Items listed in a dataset
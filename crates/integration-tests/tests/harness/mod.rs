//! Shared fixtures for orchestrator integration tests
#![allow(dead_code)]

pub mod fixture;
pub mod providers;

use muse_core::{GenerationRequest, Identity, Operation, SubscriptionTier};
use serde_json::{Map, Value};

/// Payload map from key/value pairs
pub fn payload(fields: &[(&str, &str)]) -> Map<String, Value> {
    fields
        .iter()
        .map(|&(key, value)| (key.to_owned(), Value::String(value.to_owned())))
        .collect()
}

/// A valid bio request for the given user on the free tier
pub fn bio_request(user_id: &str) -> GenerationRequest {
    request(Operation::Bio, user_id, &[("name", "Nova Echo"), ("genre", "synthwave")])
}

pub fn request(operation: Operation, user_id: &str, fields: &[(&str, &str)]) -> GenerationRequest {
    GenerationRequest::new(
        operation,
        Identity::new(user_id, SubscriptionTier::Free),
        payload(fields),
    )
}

* * *

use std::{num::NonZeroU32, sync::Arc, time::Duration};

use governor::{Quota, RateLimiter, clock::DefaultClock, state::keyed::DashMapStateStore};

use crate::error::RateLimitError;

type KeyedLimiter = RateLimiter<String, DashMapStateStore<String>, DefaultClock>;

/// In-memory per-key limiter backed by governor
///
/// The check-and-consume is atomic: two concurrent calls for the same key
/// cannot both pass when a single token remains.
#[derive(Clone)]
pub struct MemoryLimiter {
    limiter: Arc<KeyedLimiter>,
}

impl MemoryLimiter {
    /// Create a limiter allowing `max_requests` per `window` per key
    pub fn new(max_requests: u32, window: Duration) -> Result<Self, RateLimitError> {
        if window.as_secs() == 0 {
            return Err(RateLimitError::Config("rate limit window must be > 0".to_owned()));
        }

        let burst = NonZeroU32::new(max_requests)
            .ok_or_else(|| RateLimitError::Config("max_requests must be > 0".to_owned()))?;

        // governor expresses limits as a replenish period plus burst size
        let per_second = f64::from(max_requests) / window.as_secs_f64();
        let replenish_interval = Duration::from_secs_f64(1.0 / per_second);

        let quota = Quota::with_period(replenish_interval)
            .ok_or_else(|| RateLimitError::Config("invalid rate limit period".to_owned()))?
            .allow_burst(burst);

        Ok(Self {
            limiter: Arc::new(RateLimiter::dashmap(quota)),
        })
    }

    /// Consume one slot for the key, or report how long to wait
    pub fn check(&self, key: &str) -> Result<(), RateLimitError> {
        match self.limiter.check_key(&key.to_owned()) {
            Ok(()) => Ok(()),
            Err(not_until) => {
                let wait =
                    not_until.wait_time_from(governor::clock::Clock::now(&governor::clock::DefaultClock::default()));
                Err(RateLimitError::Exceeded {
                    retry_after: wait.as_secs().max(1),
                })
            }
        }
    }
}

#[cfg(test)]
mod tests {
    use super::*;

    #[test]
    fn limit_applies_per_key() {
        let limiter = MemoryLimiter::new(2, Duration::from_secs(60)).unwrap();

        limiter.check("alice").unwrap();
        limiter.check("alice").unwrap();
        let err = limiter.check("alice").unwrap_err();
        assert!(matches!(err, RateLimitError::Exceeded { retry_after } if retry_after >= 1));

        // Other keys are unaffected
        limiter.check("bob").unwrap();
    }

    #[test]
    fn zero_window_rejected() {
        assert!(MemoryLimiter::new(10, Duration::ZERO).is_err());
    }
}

→ **Prompt**
Please list every line of the records that contains "KeyedLimiter".

→ **Exercise solution**
type KeyedLimiter = RateLimiter<String, DashMapStateStore<String>, DefaultClock>;
    limiter: Arc<KeyedLimiter>,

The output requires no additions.